• **What you will do**
Look at the entries below and restate word for word the lines from the first through the one that has "use serde_json::Value;".

====== Records to use

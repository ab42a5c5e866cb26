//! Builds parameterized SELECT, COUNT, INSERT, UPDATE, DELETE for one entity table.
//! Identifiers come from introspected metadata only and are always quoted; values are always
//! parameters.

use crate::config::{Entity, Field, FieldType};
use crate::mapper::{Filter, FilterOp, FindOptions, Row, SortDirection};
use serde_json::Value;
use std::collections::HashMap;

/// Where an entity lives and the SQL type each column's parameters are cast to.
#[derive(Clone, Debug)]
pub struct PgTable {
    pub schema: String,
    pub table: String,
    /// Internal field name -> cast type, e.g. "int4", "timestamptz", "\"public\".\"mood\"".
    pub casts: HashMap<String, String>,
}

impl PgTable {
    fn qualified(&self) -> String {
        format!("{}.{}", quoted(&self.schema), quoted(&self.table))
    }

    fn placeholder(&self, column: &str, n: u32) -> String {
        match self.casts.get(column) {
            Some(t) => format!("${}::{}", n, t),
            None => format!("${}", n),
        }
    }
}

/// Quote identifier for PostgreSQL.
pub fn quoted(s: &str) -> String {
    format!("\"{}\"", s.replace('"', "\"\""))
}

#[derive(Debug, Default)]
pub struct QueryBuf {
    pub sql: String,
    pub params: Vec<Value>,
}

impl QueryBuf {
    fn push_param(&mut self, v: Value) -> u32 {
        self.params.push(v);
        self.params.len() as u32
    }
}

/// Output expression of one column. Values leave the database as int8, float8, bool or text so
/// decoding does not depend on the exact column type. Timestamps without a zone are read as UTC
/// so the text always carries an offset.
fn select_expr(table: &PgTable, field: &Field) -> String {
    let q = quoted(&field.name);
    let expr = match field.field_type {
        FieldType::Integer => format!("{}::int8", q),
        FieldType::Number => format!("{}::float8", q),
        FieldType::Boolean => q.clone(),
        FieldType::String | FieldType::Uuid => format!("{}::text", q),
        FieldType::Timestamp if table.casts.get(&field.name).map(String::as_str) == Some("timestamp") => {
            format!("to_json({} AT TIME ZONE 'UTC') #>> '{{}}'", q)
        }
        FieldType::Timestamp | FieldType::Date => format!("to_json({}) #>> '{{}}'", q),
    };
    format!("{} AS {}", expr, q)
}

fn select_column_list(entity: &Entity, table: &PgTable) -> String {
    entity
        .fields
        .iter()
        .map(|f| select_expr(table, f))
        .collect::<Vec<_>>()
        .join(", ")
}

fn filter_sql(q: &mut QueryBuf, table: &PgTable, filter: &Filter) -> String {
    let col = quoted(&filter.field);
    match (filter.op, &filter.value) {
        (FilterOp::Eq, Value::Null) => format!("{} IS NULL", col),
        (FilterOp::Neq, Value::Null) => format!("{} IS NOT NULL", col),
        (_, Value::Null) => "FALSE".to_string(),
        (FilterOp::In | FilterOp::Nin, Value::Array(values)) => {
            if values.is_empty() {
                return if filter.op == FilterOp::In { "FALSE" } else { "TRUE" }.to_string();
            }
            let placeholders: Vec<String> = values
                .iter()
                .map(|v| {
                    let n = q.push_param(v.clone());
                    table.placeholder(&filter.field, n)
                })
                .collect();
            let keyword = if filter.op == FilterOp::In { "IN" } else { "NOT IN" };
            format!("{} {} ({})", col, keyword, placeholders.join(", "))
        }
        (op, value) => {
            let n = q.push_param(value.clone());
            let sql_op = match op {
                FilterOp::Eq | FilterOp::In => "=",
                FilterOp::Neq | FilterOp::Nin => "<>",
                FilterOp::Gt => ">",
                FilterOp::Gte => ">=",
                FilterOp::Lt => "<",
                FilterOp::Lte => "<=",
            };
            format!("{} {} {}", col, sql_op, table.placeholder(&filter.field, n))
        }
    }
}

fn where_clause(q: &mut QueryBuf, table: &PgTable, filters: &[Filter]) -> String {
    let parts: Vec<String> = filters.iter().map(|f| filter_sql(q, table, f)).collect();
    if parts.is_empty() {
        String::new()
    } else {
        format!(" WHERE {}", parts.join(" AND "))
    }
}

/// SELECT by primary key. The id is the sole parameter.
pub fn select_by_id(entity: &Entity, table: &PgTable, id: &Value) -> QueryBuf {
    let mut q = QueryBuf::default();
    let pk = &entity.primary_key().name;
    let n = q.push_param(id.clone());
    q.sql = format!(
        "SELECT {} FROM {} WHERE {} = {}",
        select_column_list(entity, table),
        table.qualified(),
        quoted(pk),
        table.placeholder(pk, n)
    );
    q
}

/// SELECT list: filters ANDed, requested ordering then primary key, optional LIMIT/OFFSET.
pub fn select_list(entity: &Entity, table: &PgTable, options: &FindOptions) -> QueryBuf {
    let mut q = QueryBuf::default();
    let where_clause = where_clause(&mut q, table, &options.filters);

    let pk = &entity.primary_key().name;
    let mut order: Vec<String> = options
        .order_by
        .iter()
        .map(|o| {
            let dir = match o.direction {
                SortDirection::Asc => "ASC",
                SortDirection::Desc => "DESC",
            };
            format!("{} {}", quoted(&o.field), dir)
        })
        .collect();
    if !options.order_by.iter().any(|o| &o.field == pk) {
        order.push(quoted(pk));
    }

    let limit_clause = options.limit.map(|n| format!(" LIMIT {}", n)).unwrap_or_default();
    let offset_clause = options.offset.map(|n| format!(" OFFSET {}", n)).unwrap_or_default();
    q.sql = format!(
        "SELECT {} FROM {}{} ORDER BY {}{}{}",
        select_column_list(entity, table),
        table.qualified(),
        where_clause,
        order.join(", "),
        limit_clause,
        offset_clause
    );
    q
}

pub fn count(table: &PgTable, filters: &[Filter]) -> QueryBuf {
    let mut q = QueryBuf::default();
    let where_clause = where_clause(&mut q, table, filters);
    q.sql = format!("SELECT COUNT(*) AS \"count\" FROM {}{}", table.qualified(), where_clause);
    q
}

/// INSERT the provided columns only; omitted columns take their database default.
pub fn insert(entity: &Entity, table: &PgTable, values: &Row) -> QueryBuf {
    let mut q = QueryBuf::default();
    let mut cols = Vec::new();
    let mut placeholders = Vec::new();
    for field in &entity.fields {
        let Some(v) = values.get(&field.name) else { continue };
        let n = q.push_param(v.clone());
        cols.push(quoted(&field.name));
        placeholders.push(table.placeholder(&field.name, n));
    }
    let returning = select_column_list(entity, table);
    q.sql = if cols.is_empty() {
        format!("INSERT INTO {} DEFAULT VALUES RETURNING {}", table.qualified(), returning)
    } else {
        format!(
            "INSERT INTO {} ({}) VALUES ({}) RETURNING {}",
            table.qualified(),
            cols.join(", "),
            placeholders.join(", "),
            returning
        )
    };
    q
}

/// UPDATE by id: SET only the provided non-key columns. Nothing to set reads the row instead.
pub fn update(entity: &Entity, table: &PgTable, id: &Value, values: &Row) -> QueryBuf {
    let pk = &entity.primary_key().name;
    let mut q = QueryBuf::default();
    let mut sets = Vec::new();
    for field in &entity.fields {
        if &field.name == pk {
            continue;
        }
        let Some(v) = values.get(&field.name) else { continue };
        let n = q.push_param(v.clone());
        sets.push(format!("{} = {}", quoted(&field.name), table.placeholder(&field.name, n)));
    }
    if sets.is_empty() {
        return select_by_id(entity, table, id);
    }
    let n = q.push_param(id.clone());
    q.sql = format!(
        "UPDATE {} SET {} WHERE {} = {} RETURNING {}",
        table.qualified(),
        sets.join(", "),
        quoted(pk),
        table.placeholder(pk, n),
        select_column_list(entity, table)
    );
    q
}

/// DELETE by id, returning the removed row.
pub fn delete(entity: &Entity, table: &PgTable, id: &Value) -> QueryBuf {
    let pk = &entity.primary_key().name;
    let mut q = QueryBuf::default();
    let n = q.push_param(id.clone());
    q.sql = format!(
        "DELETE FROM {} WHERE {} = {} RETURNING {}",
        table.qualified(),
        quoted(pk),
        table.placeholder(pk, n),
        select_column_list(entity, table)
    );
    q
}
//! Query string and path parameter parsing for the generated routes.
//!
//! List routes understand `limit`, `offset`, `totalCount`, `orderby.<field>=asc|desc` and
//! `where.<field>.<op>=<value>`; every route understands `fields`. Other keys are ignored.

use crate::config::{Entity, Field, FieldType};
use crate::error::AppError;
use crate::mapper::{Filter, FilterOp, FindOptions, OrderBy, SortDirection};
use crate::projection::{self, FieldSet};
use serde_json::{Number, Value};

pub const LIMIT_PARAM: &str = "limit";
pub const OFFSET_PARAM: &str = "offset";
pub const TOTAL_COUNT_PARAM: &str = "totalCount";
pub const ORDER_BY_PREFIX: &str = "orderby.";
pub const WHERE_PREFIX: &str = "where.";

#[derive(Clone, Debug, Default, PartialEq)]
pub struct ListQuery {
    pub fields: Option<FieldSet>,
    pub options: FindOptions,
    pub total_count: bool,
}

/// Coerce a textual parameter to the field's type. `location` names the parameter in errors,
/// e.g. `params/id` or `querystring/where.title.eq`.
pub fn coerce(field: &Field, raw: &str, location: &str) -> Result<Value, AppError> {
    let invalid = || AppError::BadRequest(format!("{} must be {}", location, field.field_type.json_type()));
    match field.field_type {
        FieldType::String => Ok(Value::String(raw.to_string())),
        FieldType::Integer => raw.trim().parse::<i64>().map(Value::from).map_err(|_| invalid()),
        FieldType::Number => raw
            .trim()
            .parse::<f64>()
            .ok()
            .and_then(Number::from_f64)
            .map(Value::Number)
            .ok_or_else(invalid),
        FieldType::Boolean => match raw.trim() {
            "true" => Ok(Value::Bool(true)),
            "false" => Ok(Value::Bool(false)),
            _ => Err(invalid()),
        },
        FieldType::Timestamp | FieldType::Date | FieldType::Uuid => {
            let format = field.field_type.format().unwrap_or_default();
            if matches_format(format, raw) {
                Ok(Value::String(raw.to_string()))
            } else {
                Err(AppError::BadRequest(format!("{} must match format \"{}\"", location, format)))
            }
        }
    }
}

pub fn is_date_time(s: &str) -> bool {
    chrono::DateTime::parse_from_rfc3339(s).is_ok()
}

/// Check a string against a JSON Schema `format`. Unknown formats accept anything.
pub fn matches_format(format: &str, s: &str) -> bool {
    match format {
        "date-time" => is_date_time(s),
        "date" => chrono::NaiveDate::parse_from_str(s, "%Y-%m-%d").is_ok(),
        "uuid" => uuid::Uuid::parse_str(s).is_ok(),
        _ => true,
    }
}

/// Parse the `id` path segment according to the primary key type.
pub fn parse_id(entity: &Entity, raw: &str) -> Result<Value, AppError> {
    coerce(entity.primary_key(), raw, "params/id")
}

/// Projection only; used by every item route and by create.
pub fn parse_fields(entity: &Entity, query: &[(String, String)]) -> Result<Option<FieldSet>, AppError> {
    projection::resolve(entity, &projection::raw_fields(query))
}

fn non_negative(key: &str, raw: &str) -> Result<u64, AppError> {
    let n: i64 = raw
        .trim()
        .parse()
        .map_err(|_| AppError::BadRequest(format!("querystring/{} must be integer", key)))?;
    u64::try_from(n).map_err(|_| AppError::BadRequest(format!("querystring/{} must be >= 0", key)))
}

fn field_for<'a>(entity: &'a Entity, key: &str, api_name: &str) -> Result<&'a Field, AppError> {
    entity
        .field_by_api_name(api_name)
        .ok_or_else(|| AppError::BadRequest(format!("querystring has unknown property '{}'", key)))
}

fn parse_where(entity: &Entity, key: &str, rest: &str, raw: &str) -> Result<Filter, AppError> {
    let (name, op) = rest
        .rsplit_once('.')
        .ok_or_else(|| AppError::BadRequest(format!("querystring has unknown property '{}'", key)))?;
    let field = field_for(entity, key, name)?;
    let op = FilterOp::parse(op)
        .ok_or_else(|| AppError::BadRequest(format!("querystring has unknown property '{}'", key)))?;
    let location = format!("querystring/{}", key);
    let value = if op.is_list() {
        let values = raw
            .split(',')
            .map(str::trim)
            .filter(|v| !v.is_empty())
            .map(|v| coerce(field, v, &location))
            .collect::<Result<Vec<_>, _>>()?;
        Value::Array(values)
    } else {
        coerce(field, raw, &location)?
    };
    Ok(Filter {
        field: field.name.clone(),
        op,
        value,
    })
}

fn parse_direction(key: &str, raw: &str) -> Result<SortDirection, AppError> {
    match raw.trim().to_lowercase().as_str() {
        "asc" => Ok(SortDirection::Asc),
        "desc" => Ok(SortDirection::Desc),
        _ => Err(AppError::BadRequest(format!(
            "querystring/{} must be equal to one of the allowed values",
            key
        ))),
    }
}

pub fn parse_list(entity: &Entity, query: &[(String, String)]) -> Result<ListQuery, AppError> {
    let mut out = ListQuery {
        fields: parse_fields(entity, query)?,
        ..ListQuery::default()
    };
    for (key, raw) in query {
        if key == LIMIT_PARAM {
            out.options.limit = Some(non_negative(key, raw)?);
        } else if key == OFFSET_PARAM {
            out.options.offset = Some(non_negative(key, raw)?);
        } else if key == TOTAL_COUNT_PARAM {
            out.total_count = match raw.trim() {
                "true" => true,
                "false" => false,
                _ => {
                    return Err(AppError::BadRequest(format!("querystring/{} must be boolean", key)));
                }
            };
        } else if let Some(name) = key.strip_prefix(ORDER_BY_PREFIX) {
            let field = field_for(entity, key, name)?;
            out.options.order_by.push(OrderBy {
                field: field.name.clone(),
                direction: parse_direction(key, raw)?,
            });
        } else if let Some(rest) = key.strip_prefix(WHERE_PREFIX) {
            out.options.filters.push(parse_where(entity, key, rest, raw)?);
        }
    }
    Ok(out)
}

============

• **Solution**
repository ab42a5c5e866cb26
//! Builds parameterized SELECT, COUNT, INSERT, UPDATE, DELETE for one entity table.
//! Identifiers come from introspected metadata only and are always quoted; values are always
//! parameters.

use crate::config::{Entity, Field, FieldType};
use crate::mapper::{Filter, FilterOp, FindOptions, Row, SortDirection};
use serde_json::Value;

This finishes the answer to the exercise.